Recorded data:
//! The boot sequencer: what runs once the reset vector has established the
//! Rust runtime, up to and (should it ever return) past application entry.

use core::sync::atomic::{AtomicU8, Ordering};

use crate::arm_m::trap::{self, Idle};

/// Where the boot sequencer is.  There are only two states, and the only
/// transition is `Running` to `Halted`.
#[derive(Copy, Clone, Debug, Eq, PartialEq)]
pub enum BootState {
    /// Application entry has been called and has not returned.
    Running = 0,
    /// Application entry returned.  Correct firmware never gets here; the
    /// processor waits for interrupts forever and nothing else is attempted.
    Halted = 1,
}

// ARMv6-M has no atomic read-modify-write, but byte loads and stores are
// atomic, which is all this needs.
static STATE: AtomicU8 = AtomicU8::new(BootState::Running as u8);

/// Reports the boot state.  Mostly useful from a debugger, or from an interrupt
/// handler that wants to know whether the foreground is still alive.
pub fn state() -> BootState {
    match STATE.load(Ordering::Relaxed) {
        0 => BootState::Running,
        _ => BootState::Halted,
    }
}

/// Runs application `entry`.  If it returns, parks the processor on `idle`.
///
/// No recovery, reset or reporting is attempted: there is no I/O channel
/// assumed at this layer, and returning from entry means the firmware's own
/// logic is broken.
pub fn run<F: FnOnce(), I: Idle>(entry: F, idle: &I) -> ! {
    STATE.store(BootState::Running as u8, Ordering::Relaxed);
    entry();
    STATE.store(BootState::Halted as u8, Ordering::Relaxed);
    trap::halt_on(idle)
}

/// Declares the application entry point.  The reset vector calls it once the
/// runtime is initialized, with interrupts enabled at the processor and all
/// peripherals in their reset state.
///
/// ```ignore
/// fn app() {
///     // set things up, then
///     loop { picors::arm_m::wait_for_interrupt() }
/// }
///
/// picors_entry!(app);
/// ```
///
/// The function must have type `fn()`.  It is not expected to return.
#[macro_export]
macro_rules! picors_entry {
    ($path:path) => {
        #[no_mangle]
        pub extern "C" fn picors_main() {
            let entry: fn() = $path;
            entry()
        }
    };
}

#[cfg(test)]
mod tests {
    use super::*;
    use crate::testing::CountingIdle;
    use std::panic::{self, AssertUnwindSafe};
    use std::cell::Cell;

    // `STATE` is a process-wide static; keep the assertions that depend on
    // it in a single test.
    #[test]
    fn returning_entry_halts_and_stays_halted() {
        let calls = Cell::new(0);
        let seen_while_running = Cell::new(None);
        let idle = CountingIdle::new(3);

        let r = panic::catch_unwind(AssertUnwindSafe(|| {
            run(|| {
                calls.set(calls.get() + 1);
                seen_while_running.set(Some(state()));
            }, &idle)
        }));

        assert!(r.is_err());
        assert_eq!(calls.get(), 1);
        assert_eq!(seen_while_running.get(), Some(BootState::Running));
        assert_eq!(state(), BootState::Halted);
        // Nothing but waiting happened after entry returned.
        assert_eq!(idle.waits(), 3);
    }
}
//! Support for the ARMv6-M Nested Vectored Interrupt Controller, or NVIC.
//!
//! ARMv6-M implements at most 32 external interrupts, so each of the
//! set/clear register families is a single word, and only word access to the
//! priority registers is permitted.

use log::trace;
use static_assertions::const_assert_eq;

use crate::arm_m;
use crate::arm_m::reg::Reg;

/// Address of `ISER`, the first NVIC register.
pub const NVIC_ADDRESS: usize = 0xe000_e100;

/// Number of external interrupt lines ARMv6-M can have.
pub const MAX_IRQS: u32 = 32;

/// ARMv6-M implements the top two bits of each eight-bit priority field.
pub const PRIORITY_BITS: u32 = 2;

#[repr(C)]
struct Registers {
    /// Writing ones enables the corresponding interrupt(s); others remain
    /// unchanged.  Reads return the enable state.
    iser: Reg<u32>, _reserved_after_iser: [u32; 31],

    /// Writing ones disables the corresponding interrupt(s); others remain
    /// unchanged.
    icer: Reg<u32>, _reserved_after_icer: [u32; 31],

    /// Writing ones makes the corresponding interrupt(s) pending.
    ispr: Reg<u32>, _reserved_after_ispr: [u32; 31],

    /// Writing ones makes the corresponding interrupt(s) non-pending.
    icpr: Reg<u32>, _reserved_after_icpr: [u32; 95],

    /// Four eight-bit priority fields per word, lowest-numbered interrupt in
    /// the least significant byte.
    ipr: [Reg<u32>; 8],
}

const_assert_eq!(core::mem::offset_of!(Registers, icer), 0x080);
const_assert_eq!(core::mem::offset_of!(Registers, ispr), 0x100);
const_assert_eq!(core::mem::offset_of!(Registers, icpr), 0x180);
const_assert_eq!(core::mem::offset_of!(Registers, ipr), 0x300);

/// Driver for the NVIC.
///
/// Because operations on the NVIC affect interrupts, which are asynchronous
/// events that can affect program order, the methods on `Nvic` are carefully
/// specified.  All of them take raw interrupt numbers; the SoC layer wraps
/// them with its own interrupt enumeration (see `rp2040::irq::NvicExt`), which
/// is both more ergonomic and avoids the range checks.
pub struct Nvic {
    reg: *const Registers,
}

unsafe impl Sync for Nvic {}

impl Nvic {
    /// Creates a driver for an NVIC at `base`.
    ///
    /// # Safety
    ///
    /// `base` must be the address of an NVIC register block (or, in tests, of
    /// memory standing in for one) that outlives the driver.
    pub const unsafe fn at(base: usize) -> Self {
        Nvic { reg: base as *const Registers }
    }

    /// Ensures that an interrupt is enabled by the time this function returns.
    ///
    /// If the interrupt is pending, and the current execution priority allows
    /// it to preempt, the handler will have run *before this function returns*.
    #[inline]
    pub fn enable_irq_raw(&self, irq: u32) {
        trace!("nvic: enable irq {}", irq);
        self.reg().iser.set(Self::bit(irq));
        Self::write_barriers()
    }

    /// Ensures that an interrupt is disabled by the time this function returns.
    ///
    /// Code appearing after a call to `disable_irq_raw` in program order can
    /// assume it will not be preempted by this interrupt, unless something
    /// else re-enables it.
    #[inline]
    pub fn disable_irq_raw(&self, irq: u32) {
        self.reg().icer.set(Self::bit(irq));
        Self::write_barriers()
    }

    /// Makes an interrupt pending, as though its source had fired.
    #[inline]
    pub fn pend_irq_raw(&self, irq: u32) {
        self.reg().ispr.set(Self::bit(irq));
        Self::write_barriers()
    }

    /// Discards a pending interrupt.  This does not clear the condition at the
    /// peripheral; a level-triggered source will simply pend again.
    #[inline]
    pub fn unpend_irq_raw(&self, irq: u32) {
        self.reg().icpr.set(Self::bit(irq));
        Self::write_barriers()
    }

    #[inline]
    pub fn is_enabled_raw(&self, irq: u32) -> bool {
        self.reg().iser.get() & Self::bit(irq) != 0
    }

    #[inline]
    pub fn is_pending_raw(&self, irq: u32) -> bool {
        self.reg().ispr.get() & Self::bit(irq) != 0
    }

    /// Sets the priority of an interrupt, synchronously.  Only the top
    /// `PRIORITY_BITS` of `priority` are implemented.
    ///
    /// ARMv6-M only permits word access to the priority registers, so this is
    /// a read-modify-write of a word shared with three other interrupts.  Call
    /// it during setup, not from handlers.
    #[inline]
    pub fn set_priority_raw(&self, irq: u32, priority: u8) {
        let (word, shift) = ((irq / 4) as usize, (irq % 4) * 8);
        self.reg().ipr[word].update(|v| {
            (v & !(0xff << shift)) | (u32::from(priority) << shift)
        });
        Self::write_barriers()
    }

    /// Reads the priority of an interrupt.
    #[inline]
    pub fn get_priority_raw(&self, irq: u32) -> u8 {
        let (word, shift) = ((irq / 4) as usize, (irq % 4) * 8);
        (self.reg().ipr[word].get() >> shift) as u8
    }

    /// Runs `f` with `irq` masked at the NVIC, restoring its previous enable
    /// state afterwards.  This is the critical section for data shared between
    /// the foreground and a single interrupt handler: other interrupts still
    /// run, and nothing ever blocks.
    pub fn with_irq_masked_raw<R, F: FnOnce() -> R>(&self, irq: u32, f: F) -> R {
        let was_enabled = self.is_enabled_raw(irq);
        self.disable_irq_raw(irq);
        let r = f();
        if was_enabled {
            self.enable_irq_raw(irq)
        }
        r
    }

    fn reg(&self) -> &Registers {
        unsafe { &*self.reg }
    }

    #[inline]
    fn bit(irq: u32) -> u32 {
        debug_assert!(irq < MAX_IRQS);
        1 << (irq % MAX_IRQS)
    }

    #[inline]
    fn write_barriers() {
        // Make sure the write has reached the NVIC before continuing...
        arm_m::data_synchronization_barrier();
        // ...and that no instruction fetched before it runs with stale state.
        arm_m::instruction_synchronization_barrier()
    }
}

/// Shared static instance of the `Nvic` driver.
pub static NVIC: Nvic = unsafe { Nvic::at(NVIC_ADDRESS) };
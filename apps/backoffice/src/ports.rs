//! # Collaborator Ports
//!
//! The services depend on these traits, never on harbor-db directly.
//! SQLite implementations live in [`crate::adapters`]; tests use fakes.
//!
//! ```text
//! ReturnSettlementService ──► SaleReturnSource, JournalService, CustomerBalanceService
//! StoreSessionGuard       ──► StoreDirectory, SessionStore
//! ```

use async_trait::async_trait;

use harbor_core::accounting::AccountMap;
use harbor_core::session::{SessionState, StoreAccess};
use harbor_core::settlement::CustomerCredit;
use harbor_core::{SaleReturn, SaleReturnRecord};

use crate::error::BackofficeResult;

/// Loads a sale return with its originating sale.
#[async_trait]
pub trait SaleReturnSource: Send + Sync {
    /// `Ok(None)` when no such return exists.
    async fn find_with_sale(&self, sale_return_id: &str) -> BackofficeResult<Option<SaleReturnRecord>>;
}

/// Posts the journal entry for a sale return.
///
/// Implementations must post at most once per sale return; a repeat call
/// for an already-posted return succeeds without writing.
#[async_trait]
pub trait JournalService: Send + Sync {
    async fn create_for_sale_return(
        &self,
        sale_return: &SaleReturn,
        map: &AccountMap,
    ) -> BackofficeResult<()>;
}

/// Adds store credit to a customer's balance. Additive and not idempotent.
#[async_trait]
pub trait CustomerBalanceService: Send + Sync {
    async fn credit(&self, credit: &CustomerCredit) -> BackofficeResult<()>;
}

/// Which stores a user belongs to, and whether each is active.
#[async_trait]
pub trait StoreDirectory: Send + Sync {
    async fn store_access(&self, user_id: &str) -> BackofficeResult<StoreAccess>;
}

/// Per-session active-store state.
#[async_trait]
pub trait SessionStore: Send + Sync {
    /// Unknown sessions load as [`SessionState::NoStoreSelected`].
    async fn load(&self, session_id: &str) -> BackofficeResult<SessionState>;

    async fn save(&self, session_id: &str, state: SessionState) -> BackofficeResult<()>;
}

● **TASK OBJECTIVE**
Begin with the line above that has "pub fn unpend_irq_raw(&self, irq: u32)" and continue through the line that has "a read-modify-write of", setting each one down exactly. Stop there.

● **COMPLETED EXERCISE**
    pub fn unpend_irq_raw(&self, irq: u32) {
        self.reg().icpr.set(Self::bit(irq));
        Self::write_barriers()
    }

    #[inline]
    pub fn is_enabled_raw(&self, irq: u32) -> bool {
        self.reg().iser.get() & Self::bit(irq) != 0
    }

    #[inline]
    pub fn is_pending_raw(&self, irq: u32) -> bool {
        self.reg().ispr.get() & Self::bit(irq) != 0
    }

    /// Sets the priority of an interrupt, synchronously.  Only the top
    /// `PRIORITY_BITS` of `priority` are implemented.
    ///
    /// ARMv6-M only permits word access to the priority registers, so this is
    /// a read-modify-write of a word shared with three other interrupts.  Call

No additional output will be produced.